> _Assignment_:
How many lines in the records below contain the word "order"? Reply with the number alone.

> _Extracted material_:

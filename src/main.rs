//! lesson-forge CLI
//!
//! Drives the pipeline end to end:
//!   breakdown : topic -> batch spec (JSON)
//!   generate  : one lesson
//!   batch     : every lesson in a batch spec, failures logged and skipped
//!   publish   : lesson files + module tree -> content store
//!   serve     : content store over HTTP (the remote a repository syncs from)
//!   sync      : bring a local repository cache up to date
//!
//! Important env variables:
//!   LESSON_FORGE_CONFIG : path to TOML config
//!   OPENAI_API_KEY      : required by breakdown/generate/batch
//!   LOG_LEVEL           : tracing filter, e.g. "debug" or full directives
//!   LOG_FORMAT          : "pretty" (default) or "json"

use std::net::SocketAddr;
use std::path::PathBuf;
use std::sync::Arc;
use std::time::Duration;

use anyhow::{Context, Result};
use clap::{Parser, Subcommand};
use tokio::net::TcpListener;
use tracing::{info, warn};

use lesson_forge::config::AppConfig;
use lesson_forge::domain::{BatchSpec, GenerationRequest, LearningModule};
use lesson_forge::modules::{publish, ModulePlan};
use lesson_forge::openai::{OpenAiClient, SamplingParams};
use lesson_forge::orchestrator::{Orchestrator, SkipExisting};
use lesson_forge::repository::{ContentRepository, HttpContentSource};
use lesson_forge::routes::build_router;
use lesson_forge::state::ServerState;
use lesson_forge::telemetry;

/// Generate lessons with a text-generation API and publish them as a content store.
#[derive(Parser, Debug)]
#[command(name = "lesson-forge")]
#[command(version)]
#[command(about, long_about = None)]
struct Cli {
  /// TOML configuration file
  #[arg(long, global = true, env = "LESSON_FORGE_CONFIG")]
  config: Option<PathBuf>,

  /// Debug-level logs with file and line
  #[arg(short, long, global = true)]
  verbose: bool,

  #[command(subcommand)]
  command: Command,
}

#[derive(Subcommand, Debug)]
enum Command {
  /// Split a topic into a batch spec of lesson requests
  Breakdown {
    #[arg(long)]
    title: String,
    #[arg(long, default_value = "")]
    focus: String,
    /// Write the spec here instead of stdout
    #[arg(long)]
    out: Option<PathBuf>,
  },
  /// Generate a single lesson
  Generate {
    #[arg(long)]
    title: String,
    #[arg(long, default_value = "")]
    focus: String,
  },
  /// Generate every lesson in a batch spec
  Batch {
    /// JSON array of {"title", "focus"}
    #[arg(long)]
    spec: PathBuf,
    /// Regenerate lessons whose output already exists
    #[arg(long)]
    force: bool,
  },
  /// Build the module tree and write a content store
  Publish {
    /// Directory of generated lesson files (defaults to generation.output_dir)
    #[arg(long)]
    lessons: Option<PathBuf>,
    #[arg(long)]
    store: PathBuf,
    /// JSON list of module trees; without it a single flat module is built
    #[arg(long)]
    outline: Option<PathBuf>,
    /// Batch spec whose order the flat module follows
    #[arg(long, conflicts_with = "outline")]
    order: Option<PathBuf>,
    #[arg(long, default_value = "course")]
    module_id: String,
    #[arg(long, default_value = "Course")]
    module_title: String,
    #[arg(long, default_value = "")]
    module_description: String,
  },
  /// Serve a content store over HTTP
  Serve {
    #[arg(long)]
    store: PathBuf,
    #[arg(long, env = "PORT", default_value_t = 3000)]
    port: u16,
  },
  /// Sync a local repository cache from a content server
  Sync {
    /// Defaults to repository.remote_url
    #[arg(long)]
    remote: Option<String>,
    /// Defaults to repository.cache_dir
    #[arg(long)]
    cache: Option<PathBuf>,
    /// Skip the freshness check
    #[arg(long)]
    force: bool,
  },
}

#[tokio::main]
async fn main() -> Result<()> {
  let cli = Cli::parse();
  telemetry::init_tracing(cli.verbose);

  let cfg = AppConfig::load(cli.config.as_deref()).context("loading configuration")?;

  match cli.command {
    Command::Breakdown { title, focus, out } => {
      let orch = orchestrator(&cfg)?;
      let spec = orch.breakdown(&GenerationRequest::new(title, focus)).await?;
      let json = serde_json::to_string_pretty(&spec)?;
      match out {
        Some(path) => {
          std::fs::write(&path, json).with_context(|| format!("writing {}", path.display()))?;
          info!(target: "lesson_forge", path = %path.display(), lessons = spec.len(), "Batch spec written");
        }
        None => println!("{json}"),
      }
    }
    Command::Generate { title, focus } => {
      let orch = orchestrator(&cfg)?;
      let path = orch.generate_one(&GenerationRequest::new(title, focus)).await?;
      println!("{}", path.display());
    }
    Command::Batch { spec, force } => {
      let batch = read_json::<BatchSpec>(&spec)?;
      let mut orch = orchestrator(&cfg)?;
      if !force {
        orch = orch.with_skip_filter(Arc::new(SkipExisting));
      }
      let report = orch.generate_batch(&batch).await?;
      for path in &report.generated {
        println!("{}", path.display());
      }
      println!(
        "generated: {}, skipped: {}, failed: {}",
        report.generated.len(),
        report.skipped.len(),
        report.failures.len()
      );
      for failure in &report.failures {
        println!("  failed {} ({}): [{}] {}", failure.id, failure.title, failure.error.stage(), failure.error);
      }
    }
    Command::Publish { lessons, store, outline, order, module_id, module_title, module_description } => {
      let lessons_dir = lessons.unwrap_or_else(|| cfg.generation.output_dir.clone());
      let plan = match outline {
        Some(path) => ModulePlan::Outline(read_json::<Vec<LearningModule>>(&path)?),
        None => ModulePlan::Single {
          id: module_id,
          title: module_title,
          description: module_description,
          order: order.map(|p| read_json::<BatchSpec>(&p)).transpose()?,
        },
      };
      let meta = publish(&lessons_dir, &store, plan)?;
      println!("published {} at {}", store.display(), meta.last_updated_timestamp);
    }
    Command::Serve { store, port } => {
      let state = Arc::new(ServerState::load(&store)?);
      let app = build_router(state);
      let addr = SocketAddr::from(([0, 0, 0, 0], port));
      let listener = TcpListener::bind(addr).await?;
      info!(target: "lesson_forge", %addr, "HTTP server listening");
      axum::serve(listener, app).with_graceful_shutdown(shutdown_signal()).await?;
    }
    Command::Sync { remote, cache, force } => {
      let remote = remote.unwrap_or_else(|| cfg.repository.remote_url.clone());
      let cache = cache.unwrap_or_else(|| cfg.repository.cache_dir.clone());
      let source = HttpContentSource::new(&remote, Duration::from_secs(cfg.repository.timeout_secs))?;
      let tolerance = chrono::Duration::milliseconds(cfg.repository.tolerance_ms);
      let repo = ContentRepository::open(cache, Arc::new(source), tolerance);

      let outcome = if force { repo.force_sync().await.map(|_| true) } else { repo.update_data_if_needed().await };
      let snap = repo.snapshot().await;
      match outcome {
        Ok(synced) => {
          println!(
            "{} ({} lessons, {} modules)",
            if synced { "synced" } else { "up to date" },
            snap.lesson_count(),
            snap.modules().len()
          );
        }
        Err(e) => {
          warn!(target: "lesson_forge", status = ?repo.status().await, "Serving last good snapshot");
          return Err(e).context(format!("sync from {remote} failed"));
        }
      }
    }
  }
  Ok(())
}

fn orchestrator(cfg: &AppConfig) -> Result<Orchestrator> {
  let client = OpenAiClient::new(&cfg.client)?;
  Ok(Orchestrator::new(Arc::new(client), cfg.prompts.clone(), SamplingParams::from(&cfg.client), &cfg.generation))
}

fn read_json<T: serde::de::DeserializeOwned>(path: &std::path::Path) -> Result<T> {
  let bytes = std::fs::read(path).with_context(|| format!("reading {}", path.display()))?;
  serde_json::from_slice(&bytes).with_context(|| format!("parsing {}", path.display()))
}

async fn shutdown_signal() {
  if let Err(e) = tokio::signal::ctrl_c().await {
    warn!(target: "lesson_forge", error = %e, "Failed to listen for Ctrl-C");
    std::future::pending::<()>().await;
  }
  info!(target: "lesson_forge", "Shutting down");
}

> _Written response_:
4